Recently, I read 2 books by an author named Kelly Corrigan. The first one I read was entitled "LIFT" and was a quick read. It only has about 80 pages and I think I read it in less than an hour. The author wrote this book as a letter for her two elementary school-aged daughters. I was struck by a section in the book where the reason for the title was revealed. She was sharing a discussion she had with someone who was an expert hang-glider. The person revealed what was required to be successful at hang-gliding, "Basically you go from thermal to thermal looking for lift." When the author asked the question about what exactly was a thermal, he explained that a thermal was a column of hot air surrounded by turbulence. Instead of avoiding turbulence as one might think, it is actually the only way to get altitude or get lift. When the author questioned why would he even want to take the risk because the thermal is surrounded by so much turbulence, he responded that he LOVED hang-gliding and it was worth the risk. This part of the book really made me stop and think that sometimes going through turbulence is worth the risk to do something that you love or passionate about. I am not always a risk taker so this has encouraged me to step out of my "safe place" and begin to look for thermals. :-)

The other book I read by Kelly Corrigan is called The Middle Place. This was her account of a time in her life when she and her father were both diagnosed with cancer and going through treatments. She discussed feeling like she is in this "middle place" where she is trying to care for herself, her family and her parents and the struggle of how to balance all of that. MAN, did that ever resonate with me with things going on in my life right now. While I have not been diagnosed with any life-threating illnesses (and pray that nothing like that happens...I have enough on my plate), I still totally connected with this author's story. Given the issues my dad is having with his health, I feel as if I need to be there doing what I can do to help my parents...but at the same time I struggle with not spending enough time with Anna and Mark. Then when you add other responsibilities of life, it just feels as if I am in this "middle place" trying to balance everything. The Middle Place is definitely a strange place to be. One thing that was so striking in this book to me was the comparison the author made between her reactions and her father's reactions to the turmoil in their lives. Her father had a strong faith and had an upbeat and positive attitude throughout the whole ordeal. Conversely, the author is pretty open about her lack of faith. I know that as I am in this middle place I want to be a person who completely relies on her faith to balance everything that is going on.


Anyway...I really enjoyed both of these books. I think they were well written books and I would have enjoyed them even if I hadn't connected so much with the author's story. As far as the recommendations of good books, they do not have to be books that make me think or allow me to connect on a deep level. I love a good novel that allows me to escape and enjoy characters. I am OK with total fluff and enjoy reading lots of different genres. So feel free to recommend anything...from books about Sparkly vampires and werewolves TO sappy chick lit TO stories about a boy wizard! :-)

Saturday, June 5, 2010

Will I Ever Learn?

Today I had an experience that is not new to me, but it seems like whenever it happens I am always taken off guard. That is this: When you ask God for something, you shouldn't be surprised when he actually does it!

Let me explain...my dad has been struggling with health issues for about 20 years. Most recently, he has had 2 heart attacks over the course of 6 weeks and they have found several lesions on his liver.
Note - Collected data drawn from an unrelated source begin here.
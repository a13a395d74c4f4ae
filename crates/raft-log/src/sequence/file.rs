//! # file
//!
//! why: persist committed entries while keeping the uncommitted tail cheap to rewrite
//! relations: implements sequence::EntrySequence on top of entries_file.rs and index_file.rs
//! what: FileEntrySequence with a persisted prefix and a pending in-memory tail

use super::EntrySequence;
use crate::dir::LogDir;
use crate::entries_file::EntriesFile;
use crate::file::SeekableFile;
use crate::group_config::GroupConfigEntryList;
use crate::index_file::EntryIndexFile;
use raft_core::{Entry, EntryMeta, LogError, Result};
use std::collections::VecDeque;
use std::fs::{File, OpenOptions};
use std::path::Path;
use tracing::{debug, warn};

/// Entry sequence whose committed prefix lives in an entries file plus index file
///
/// Entries up to `commit_index` are on disk, later ones stay in `pending`
/// until committed.
pub struct FileEntrySequence<F: SeekableFile = File> {
    entries_file: EntriesFile<F>,
    index_file: EntryIndexFile<F>,
    pending: VecDeque<Entry>,
    log_index_offset: u64,
    next_log_index: u64,
    commit_index: u64,
    sync_on_commit: bool,
}

impl FileEntrySequence<File> {
    /// Open the entries and index files inside `dir`
    pub fn open(dir: &LogDir, log_index_offset: u64, sync_on_commit: bool) -> Result<Self> {
        let entries = open_rw(&dir.entries_file())?;
        let index = open_rw(&dir.entry_index_file())?;
        Self::new(entries, index, log_index_offset, sync_on_commit)
    }
}

fn open_rw(path: &Path) -> Result<File> {
    Ok(OpenOptions::new()
        .read(true)
        .write(true)
        .create(true)
        .truncate(false)
        .open(path)?)
}

impl<F: SeekableFile> FileEntrySequence<F> {
    /// Build a sequence over existing stores, recovering bounds from the index
    pub fn new(entries: F, index: F, log_index_offset: u64, sync_on_commit: bool) -> Result<Self> {
        let log_index_offset = log_index_offset.max(1);
        let mut sequence = Self {
            entries_file: EntriesFile::new(entries),
            index_file: EntryIndexFile::open(index)?,
            pending: VecDeque::new(),
            log_index_offset,
            next_log_index: log_index_offset,
            commit_index: log_index_offset - 1,
            sync_on_commit,
        };
        sequence.initialize()?;
        Ok(sequence)
    }

    fn initialize(&mut self) -> Result<()> {
        if self.index_file.is_empty() {
            self.discard_unindexed_entries(0)?;
            return Ok(());
        }
        let max = self.index_file.max_entry_index();
        self.log_index_offset = self.index_file.min_entry_index();
        self.next_log_index = max + 1;
        self.commit_index = max;

        let end = self.entries_file.entry_end(self.index_file.offset(max)?)?;
        self.discard_unindexed_entries(end)
    }

    /// Cut records an interrupted commit wrote without indexing them
    fn discard_unindexed_entries(&mut self, end: u64) -> Result<()> {
        let size = self.entries_file.size()?;
        if size > end {
            warn!(
                target: "raft::sequence",
                size,
                end,
                "dropping entries missing from the index file"
            );
            self.entries_file.truncate(end)?;
        } else if size < end {
            return Err(LogError::Corrupted(format!(
                "entries file of {} bytes ends before indexed entry at {}",
                size, end
            )));
        }
        Ok(())
    }

    /// Number of entries held only in memory
    pub fn pending_len(&self) -> usize {
        self.pending.len()
    }

    fn first_pending_index(&self) -> Option<u64> {
        self.pending.front().map(|e| e.index)
    }

    fn load_persisted(&mut self, index: u64) -> Result<Entry> {
        let offset = self.index_file.offset(index)?;
        self.entries_file.load_entry(offset)
    }

    fn sync(&mut self) -> Result<()> {
        self.entries_file.sync()?;
        self.index_file.sync()
    }
}

impl<F: SeekableFile> EntrySequence for FileEntrySequence<F> {
    fn log_index_offset(&self) -> u64 {
        self.log_index_offset
    }

    fn next_log_index(&self) -> u64 {
        self.next_log_index
    }

    fn commit_index(&self) -> u64 {
        self.commit_index
    }

    fn commit(&mut self, index: u64) -> Result<()> {
        if index < self.commit_index {
            return Err(LogError::InvalidArgument(format!(
                "commit index {} < {}",
                index, self.commit_index
            )));
        }
        if index == self.commit_index {
            return Ok(());
        }
        if self.pending.back().map_or(true, |e| e.index < index) {
            return Err(LogError::InvalidArgument(format!(
                "no pending entry {} to commit",
                index
            )));
        }
        for i in self.commit_index + 1..=index {
            let entry = self.pending.pop_front().ok_or_else(|| {
                LogError::IllegalState(format!("pending entry {} missing", i))
            })?;
            let offset = self.entries_file.append_entry(&entry)?;
            self.index_file
                .append_entry_index(i, offset, entry.kind(), entry.term)?;
            self.commit_index = i;
        }
        if self.sync_on_commit {
            self.sync()?;
        }
        debug!(target: "raft::sequence", commit_index = index, "committed entries to file");
        Ok(())
    }

    fn build_group_config_entry_list(&mut self) -> Result<GroupConfigEntryList> {
        let mut list = GroupConfigEntryList::new();
        for item in self.index_file.iter() {
            if item.kind.is_group_config() {
                list.add(self.entries_file.load_entry(item.offset)?);
            }
        }
        for entry in self.pending.iter().filter(|e| e.is_group_config()) {
            list.add(entry.clone());
        }
        Ok(list)
    }

    fn close(&mut self) -> Result<()> {
        self.sync()
    }

    fn do_get_entry(&mut self, index: u64) -> Result<Entry> {
        if let Some(first) = self.first_pending_index() {
            if index >= first {
                return Ok(self.pending[(index - first) as usize].clone());
            }
        }
        self.load_persisted(index)
    }

    fn do_get_entry_meta(&self, index: u64) -> Result<EntryMeta> {
        if let Some(first) = self.first_pending_index() {
            if index >= first {
                return Ok(self.pending[(index - first) as usize].meta());
            }
        }
        self.index_file
            .get(index)
            .map(|item| item.to_entry_meta())
            .ok_or_else(|| LogError::Corrupted(format!("entry {} missing from index file", index)))
    }

    fn do_sub_list(&mut self, from_index: u64, to_index: u64) -> Result<Vec<Entry>> {
        let mut result = Vec::new();
        if !self.index_file.is_empty() && from_index <= self.index_file.max_entry_index() {
            let end = (self.index_file.max_entry_index() + 1).min(to_index);
            for index in from_index..end {
                result.push(self.load_persisted(index)?);
            }
        }
        result.extend(
            self.pending
                .iter()
                .take_while(|e| e.index < to_index)
                .filter(|e| e.index >= from_index)
                .cloned(),
        );
        Ok(result)
    }

    fn do_append(&mut self, entry: Entry) -> Result<()> {
        self.pending.push_back(entry);
        self.next_log_index += 1;
        Ok(())
    }

    fn do_remove_after(&mut self, index: u64) -> Result<()> {
        if let Some(first) = self.first_pending_index() {
            if index + 1 >= first {
                self.pending.truncate((index + 1 - first) as usize);
                self.next_log_index = index + 1;
                return Ok(());
            }
        }

        self.pending.clear();
        if index >= self.log_index_offset {
            let offset = self.index_file.offset(index + 1)?;
            self.entries_file.truncate(offset)?;
            self.index_file.remove_after(index)?;
            self.next_log_index = index + 1;
            self.commit_index = index;
        } else {
            self.entries_file.clear()?;
            self.index_file.clear()?;
            self.next_log_index = self.log_index_offset;
            self.commit_index = self.log_index_offset - 1;
        }
        warn!(
            target: "raft::sequence",
            index,
            commit_index = self.commit_index,
            "truncated persisted entries"
        );
        Ok(())
    }
}

#[cfg(test)]
mod tests {
    use super::*;
    use crate::file::MemoryFile;
    use raft_core::{NodeEndpoint, NodeId};
    use tempfile::tempdir;

    fn memory_sequence(offset: u64) -> FileEntrySequence<MemoryFile> {
        FileEntrySequence::new(MemoryFile::new(), MemoryFile::new(), offset, true).unwrap()
    }

    fn with_entries(offset: u64, count: u64) -> FileEntrySequence<MemoryFile> {
        let mut sequence = memory_sequence(offset);
        for index in offset..offset + count {
            sequence
                .append(Entry::general(index, 1, format!("cmd{}", index).into_bytes()))
                .unwrap();
        }
        sequence
    }

    #[test]
    fn appended_entries_stay_pending() {
        let mut sequence = with_entries(1, 2);
        assert_eq!(sequence.pending_len(), 2);
        assert_eq!(sequence.commit_index(), 0);
        assert_eq!(sequence.entry(2).unwrap().unwrap().index, 2);
        assert_eq!(sequence.entries_file.size().unwrap(), 0);
    }

    #[test]
    fn commit_moves_entries_to_file() {
        let mut sequence = with_entries(1, 3);
        sequence.commit(2).unwrap();
        assert_eq!(sequence.commit_index(), 2);
        assert_eq!(sequence.pending_len(), 1);
        assert_eq!(sequence.index_file.max_entry_index(), 2);
        assert_eq!(sequence.entry(1).unwrap().unwrap(), Entry::general(1, 1, b"cmd1".to_vec()));
        assert_eq!(sequence.entry_meta(3).unwrap().unwrap().index, 3);
    }

    #[test]
    fn commit_beyond_pending_fails() {
        let mut sequence = with_entries(1, 2);
        assert!(sequence.commit(3).is_err());
        sequence.commit(2).unwrap();
        assert!(sequence.commit(1).is_err());
        sequence.commit(2).unwrap();
    }

    #[test]
    fn sub_list_spans_file_and_pending() {
        let mut sequence = with_entries(1, 5);
        sequence.commit(3).unwrap();
        let indices: Vec<u64> = sequence.sub_list(2, 5).unwrap().iter().map(|e| e.index).collect();
        assert_eq!(indices, vec![2, 3, 4]);
        assert_eq!(sequence.sub_view(1).unwrap().len(), 5);
    }

    #[test]
    fn remove_after_only_touches_pending_when_possible() {
        let mut sequence = with_entries(1, 4);
        sequence.commit(2).unwrap();
        sequence.remove_after(2).unwrap();
        assert_eq!(sequence.next_log_index(), 3);
        assert_eq!(sequence.pending_len(), 0);
        assert_eq!(sequence.index_file.max_entry_index(), 2);
    }

    #[test]
    fn remove_after_truncates_files() {
        let mut sequence = with_entries(1, 4);
        sequence.commit(3).unwrap();
        sequence.remove_after(1).unwrap();
        assert_eq!(sequence.next_log_index(), 2);
        assert_eq!(sequence.commit_index(), 1);
        assert_eq!(sequence.index_file.max_entry_index(), 1);
        assert_eq!(sequence.entries_file.size().unwrap(), 16 + 4);

        sequence.append(Entry::no_op(2, 2)).unwrap();
        sequence.commit(2).unwrap();
        assert_eq!(sequence.entry(2).unwrap().unwrap(), Entry::no_op(2, 2));
    }

    #[test]
    fn remove_after_before_offset_clears_everything() {
        let mut sequence = with_entries(3, 3);
        sequence.commit(4).unwrap();
        sequence.remove_after(1).unwrap();
        assert!(sequence.is_empty());
        assert_eq!(sequence.next_log_index(), 3);
        assert_eq!(sequence.commit_index(), 2);
        assert!(sequence.index_file.is_empty());
    }

    #[test]
    fn group_config_list_reads_file_and_pending() {
        let endpoints: raft_core::Membership =
            [NodeEndpoint::new("A", "localhost", 2333)].into_iter().collect();
        let mut sequence = memory_sequence(1);
        sequence.append(Entry::no_op(1, 1)).unwrap();
        sequence
            .append(Entry::add_node(2, 1, endpoints.clone(), NodeEndpoint::new("B", "localhost", 2334)))
            .unwrap();
        sequence.append(Entry::general(3, 1, b"x".to_vec())).unwrap();
        sequence
            .append(Entry::remove_node(4, 1, endpoints, NodeId::new("A")))
            .unwrap();
        sequence.commit(3).unwrap();

        let list = sequence.build_group_config_entry_list().unwrap();
        let indices: Vec<u64> = list.iter().map(|e| e.index).collect();
        assert_eq!(indices, vec![2, 4]);
    }

    #[test]
    fn reopen_restores_committed_entries() {
        let dir = tempdir().unwrap();
        let log_dir = LogDir::new(dir.path().join("log-0"));
        log_dir.initialize().unwrap();
        {
            let mut sequence = FileEntrySequence::open(&log_dir, 1, true).unwrap();
            for index in 1..=3 {
                sequence.append(Entry::general(index, 2, vec![index as u8])).unwrap();
            }
            sequence.commit(2).unwrap();
            sequence.close().unwrap();
        }
        let mut sequence = FileEntrySequence::open(&log_dir, 1, true).unwrap();
        assert_eq!(sequence.next_log_index(), 3);
        assert_eq!(sequence.commit_index(), 2);
        assert_eq!(sequence.entry(2).unwrap().unwrap(), Entry::general(2, 2, vec![2]));
    }

    #[test]
    fn reopen_drops_unindexed_entry_records() {
        let mut sequence = with_entries(1, 1);
        sequence.commit(1).unwrap();
        let FileEntrySequence {
            mut entries_file,
            index_file,
            ..
        } = sequence;
        // written by a commit that crashed before indexing
        entries_file.append_entry(&Entry::no_op(2, 1)).unwrap();

        let reopened =
            FileEntrySequence::new(entries_file.into_inner(), index_file.into_inner(), 1, true)
                .unwrap();
        assert_eq!(reopened.next_log_index(), 2);
        assert_eq!(reopened.entries_file.size().unwrap(), 16 + 4);
    }
}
Right now, he is in the hospital for his most recent heart attack. He was supposed to have a biopsy of his liver this week but because of his heart issues and the blood thinners he takes that had to be put on hold. However, in the meantime, he was connected with an oncologist who began working with him while at the hospital. She examined the CAT scan that showed the lesions on the liver and then ordered numerous tests and blood work. Once she received the results, she discovered that he had an elevated CEA level which is an indicator of tumor activity in the body. A normal reading is typically 4 and his is at 34. That coupled with the results of some other tests, the CAT scan showing signs on the liver and the fact he was given a medication in the past that can lead to cancer (particularly in the colon) later on all pointed to the fact that he had COLON CANCER than had SPREAD to his LIVER. The oncologist thought this, my cousin who is a nurse in oncology thought this and all of my diagnostic research on the internet confirmed this. (By the way...it is really never a good idea to look up symptoms on the internet.) :-)

Based upon this information, he was scheduled for a colonoscopy this morning at 8:30 AM and then we were to meet with the oncologist at 11:00 to discuss the results and options. So, I headed to Valparaiso this morning fully prepared to hear that my dad had colon cancer that had spread to his liver. I got out the door a little bit late so I knew I would not make it there before the start of the test, but figured I would arrive before the test had concluded...especially since I was expecting them to find cancer. However, I was only about halfway to the hospital when I got a call from my mom that said they found ABSOLUTELY NOTHING in his colon. Well, I was shocked (so was everyone else I think...particularly the oncologist)!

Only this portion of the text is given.